Statistics have always been rather cold and at times very hard to place to a face. These aren’t very light-hearted statistics, nor are they statistics that people like to talk or face. When I have been in a room or even a classroom and the conversation of mental health comes up, people have either gone completely silent, as life, an invisible veil has gone over everyone in the room which makes everyone feel rather distant from each other.
These conversations were only just starting to be introduced to me when I started high school. However, I had known what being around depression was like.
When I was about 12 I had a friend, for the purposes of the story lets call her Amelia. I thought that we were the best friends that people could have. So much so that we used to call each other brother and sister because that's how we acted around each other. One day while I was over at her house I noticed she kept pulling down her sleeves on her jumper. I managed to see what she was hiding.When I asked her about them she said she got them when she was cooking. I knew that she was lying. I had been told about self-harm but I had never really seen it nor been probably told the different ways it can be done. I didn’t ask her about them for the rest of the night.

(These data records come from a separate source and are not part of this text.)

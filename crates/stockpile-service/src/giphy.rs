//! Giphy search client
//!
//! Implements [`ProviderClient`] against the Giphy search endpoint. Each
//! result carries several size variants; the client keeps the `original`
//! variant and falls back to the largest variant by pixel area.

use async_trait::async_trait;
use reqwest::Client;
use serde::{Deserialize, Deserializer};
use std::collections::HashMap;
use std::time::Duration;
use stockpile_core::{CandidateRecord, ProviderStatus};
use tracing::{debug, instrument, warn};

use crate::error::{ProviderError, ProviderResult};
use crate::provider::{validate_request, FetchOutcome, ProviderClient};

/// Default Giphy search endpoint
pub const GIPHY_SEARCH_ENDPOINT: &str = "https://api.giphy.com/v1/gifs/search";

/// Default content rating filter
pub const DEFAULT_RATING: &str = "pg-13";

/// Default request timeout in seconds
pub const DEFAULT_TIMEOUT_SECS: u64 = 30;

const ORIGINAL_VARIANT: &str = "original";

/// Giphy client configuration
#[derive(Clone)]
pub struct GiphyConfig {
    /// Search endpoint URL
    pub endpoint: String,

    /// API key sent as `api_key`
    pub api_key: String,

    /// Content rating filter sent as `rating`
    pub rating: String,

    /// Per-request timeout
    pub timeout: Duration,
}

impl std::fmt::Debug for GiphyConfig {
    fn fmt(&self, f: &mut std::fmt::Formatter<'_>) -> std::fmt::Result {
        f.debug_struct("GiphyConfig")
            .field("endpoint", &self.endpoint)
            .field("api_key", &"[REDACTED]")
            .field("rating", &self.rating)
            .field("timeout", &self.timeout)
            .finish()
    }
}

impl GiphyConfig {
    /// Create configuration for the public endpoint
    pub fn new(api_key: impl Into<String>) -> Self {
        Self {
            endpoint: GIPHY_SEARCH_ENDPOINT.to_string(),
            api_key: api_key.into(),
            rating: DEFAULT_RATING.to_string(),
            timeout: Duration::from_secs(DEFAULT_TIMEOUT_SECS),
        }
    }

    /// Set the search endpoint
    pub fn with_endpoint(mut self, endpoint: impl Into<String>) -> Self {
        self.endpoint = endpoint.into();
        self
    }

    /// Set the rating filter
    pub fn with_rating(mut self, rating: impl Into<String>) -> Self {
        self.rating = rating.into();
        self
    }

    /// Set the request timeout
    pub fn with_timeout(mut self, timeout: Duration) -> Self {
        self.timeout = timeout;
        self
    }
}

/// Provider client for the Giphy search API
#[derive(Debug, Clone)]
pub struct GiphyClient {
    client: Client,
    config: GiphyConfig,
}

impl GiphyClient {
    /// Build a client from configuration
    pub fn new(config: GiphyConfig) -> ProviderResult<Self> {
        url::Url::parse(&config.endpoint).map_err(|e| {
            ProviderError::InvalidRequest(format!("Invalid endpoint {}: {}", config.endpoint, e))
        })?;
        if config.timeout.is_zero() {
            return Err(ProviderError::InvalidRequest(
                "Request timeout must be greater than 0".to_string(),
            ));
        }

        let client = Client::builder()
            .timeout(config.timeout)
            .build()
            .map_err(|e| ProviderError::InvalidRequest(format!("Failed to build client: {}", e)))?;

        Ok(Self { client, config })
    }

    /// Client configuration
    pub fn config(&self) -> &GiphyConfig {
        &self.config
    }
}

#[async_trait]
impl ProviderClient for GiphyClient {
    #[instrument(skip(self), fields(endpoint = %self.config.endpoint))]
    async fn fetch(&self, query: &str, limit: usize) -> ProviderResult<FetchOutcome> {
        validate_request(query, limit)?;

        let limit_param = limit.to_string();
        let response = self
            .client
            .get(&self.config.endpoint)
            .query(&[
                ("q", query),
                ("api_key", self.config.api_key.as_str()),
                ("rating", self.config.rating.as_str()),
                ("limit", limit_param.as_str()),
            ])
            .send()
            .await?;

        let http_status = response.status();
        if !http_status.is_success() {
            warn!(status = http_status.as_u16(), "Giphy search returned HTTP error");
            return Err(ProviderError::Unavailable(format!(
                "HTTP {} from search endpoint",
                http_status.as_u16()
            )));
        }

        let body: SearchResponse = response.json().await?;
        let status = body
            .meta
            .map(|meta| ProviderStatus(meta.status))
            .unwrap_or(ProviderStatus(http_status.as_u16()));

        if !status.is_success() {
            warn!(status = status.code(), "Giphy search reported failure status");
            return Ok(FetchOutcome::empty(status));
        }

        let returned = body.data.len();
        let candidates: Vec<CandidateRecord> = body
            .data
            .into_iter()
            .filter_map(GifObject::decode)
            .filter_map(GifObject::into_candidate)
            .take(limit)
            .collect();

        debug!(
            returned,
            usable = candidates.len(),
            status = status.code(),
            "Giphy search completed"
        );

        Ok(FetchOutcome { candidates, status })
    }
}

I went home feeling confused. Not about what she had done but about my own emotions. Feelings of confusion and shock came over me. Those weren’t the ones which I was uncomfortable about. It was the feeling of hatred for myself and anger for the reasons why she had done it. I thought if I just kept asking her about it I would eventually make her feel better. That if someone simply talked about their problems that they would eventually feel better.
It happens in the films like that. Therefore it must be like that in real life, is what my 12-year-old mind thought.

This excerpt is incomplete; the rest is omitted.